Надя запомнила это. Не умом — умом она была еще слишком мала, чтобы складывать цифры в приметы. Она запомнила это телом. Кожей. Тем самым детским сейсмографом, который с тех пор начинал мелко дрожать каждый раз, когда календарь показывал пятое число, когда в автобусном билете попадались три пятерки подряд, когда сдача в магазине составляла пять рублей.
С тех пор число пять въелось в нее, как угольная пыль в кожу отца. Она не могла бы объяснить этого страха — он был древний, шахтерский, суеверный, рожденный в недрах земли, где метан не пахнет, а смерть приходит без предупреждения.
После похорон мать изменилась. Не сразу, постепенно. Сначала она просто «устала». Устала работать в шахтоуправлении уборщицей. Устала таскать воду из колонки, когда замерзли трубы. Устала топить печь углем, который теперь приходилось воровать с террикона по ночам. Устала смотреть на дочь, которая с каждым днем все больше походила на погибшего мужа — та же молчаливая упертость во взгляде светлых глаз, та же манера поджимать губы, когда обидно.
Спустя год мать привела в дом первого «дядю».
Его звали Витя. От него пахло перегаром и одеколоном «Тройной». Он садился на отцовский стул, ставил локти на отцовский стол и смотрел на Надю мутными глазами, в которых не было ни злобы, ни интереса — только пустота.
— А дочка-то у тебя дикая какая, — сказал он матери в первый же вечер. — Чего молчит все время?
— А чего говорить-то, — ответила мать, разливая водку по граненым стаканам. — Живем — и ладно.
Надя к тому времени научилась трем главным вещам. Первое: топить печь «козлом» — самодельным обогревателем из тэна и кирпичей, который мог в любой момент замкнуть и устроить пожар, но другого не было. Второе: варить суп из банки кильки в томате и пары картофелин, добавляя воды побольше, чтобы растянуть на два дня. И третье, самое главное: становиться невидимой.
Она пряталась в чулане. Там пахло нафталином, старой кожей и отцовским потом — его ватник так и висел на гвозде, и мать почему-то не выбросила его, хотя все остальные вещи раздала соседям. Надя забиралась в угол, накрывалась этим ватником и сидела часами, прислушиваясь к пьяным голосам из-за фанерной перегородки. Она выучила все звуки этого дома: скрип половицы у порога, дребезжание стаканов, тяжелые шаги Вити, тихий, какой-то безразличный смех матери.
И еще в чулане, в ворохе старого тряпья, лежало оно. Платье с драконами. Надя ни разу его не надела. Оно было слишком нарядным для жизни, которая теперь у нее была. Но и выбросить она его не могла. Иногда, когда становилось совсем тошно, она доставала его из тряпья, расправляла на коленях и смотрела, как дракон скалится в полумраке, изрыгая оранжевый огонь. И вспоминала, как отец сказал: «Будут тебе драконы, дочка».
Это было ее единственное доказательство того, что она когда-то была любима.
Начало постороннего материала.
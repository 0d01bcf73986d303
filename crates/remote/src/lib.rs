// Path: crates/remote/src/lib.rs

//! Push-note pipeline, endorsement aggregation, and git smart-HTTP front.
//!
//! The [`server::RemoteServer`] owns the push pool, the endorsement
//! registry, the duplicate-suppression caches, and the peer memory. Inbound
//! push notes run the pipeline in [`pipeline`]; endorsements run
//! [`endorsement`]; git clients enter through [`gitserve`].

/// Outbound gossip with peer memory.
pub mod broadcast;
/// Endorsement registry and push-transaction assembly.
pub mod endorsement;
/// The concrete object-fetcher driver.
pub mod fetcher;
/// The git smart-HTTP front.
pub mod gitserve;
/// The push-note admission pipeline.
pub mod pipeline;
/// Repository-policy push authentication.
pub mod policy;
/// The container of notes awaiting endorsement quorum.
pub mod push_pool;
/// Reference resynchronization decisions.
pub mod refsync;
/// Bare-repository helpers.
pub mod repo;
/// The remote server object and its consensus-event glue.
pub mod server;
/// Expiring maps for seen-sets and peer memory.
pub mod ttl;
/// Push-note and endorsement validation.
pub mod validate;

pub use server::RemoteServer;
Единственная валюта в мире, где любовь измерялась не словами, а действиями. Поездкой в город. Платьем с драконами. Словом «дочка», произнесенным вслух.
Шли годы. Шахта-12 медленно умирала вместе со страной, частью которой она была. В девяносто первом закрыли вторую лаву. В девяносто втором начались задержки зарплаты — сначала на неделю, потом на месяц, потом на три. Мужики выходили на поверхность с пустыми руками и черными лицами и шли не домой, а к ларькам, где водку давали в долг под запись. Мать Нади к тому времени сменила уже трех «дядь» и работала челночницей — моталась на электричке в область, закупала китайские шмотки и перепродавала на местном рынке. Дома она появлялась редко, и когда появлялась, от нее пахло не только перегаром, но и чем-то новым, острым — духами «Красная Москва», которые Надя ненавидела всей душой.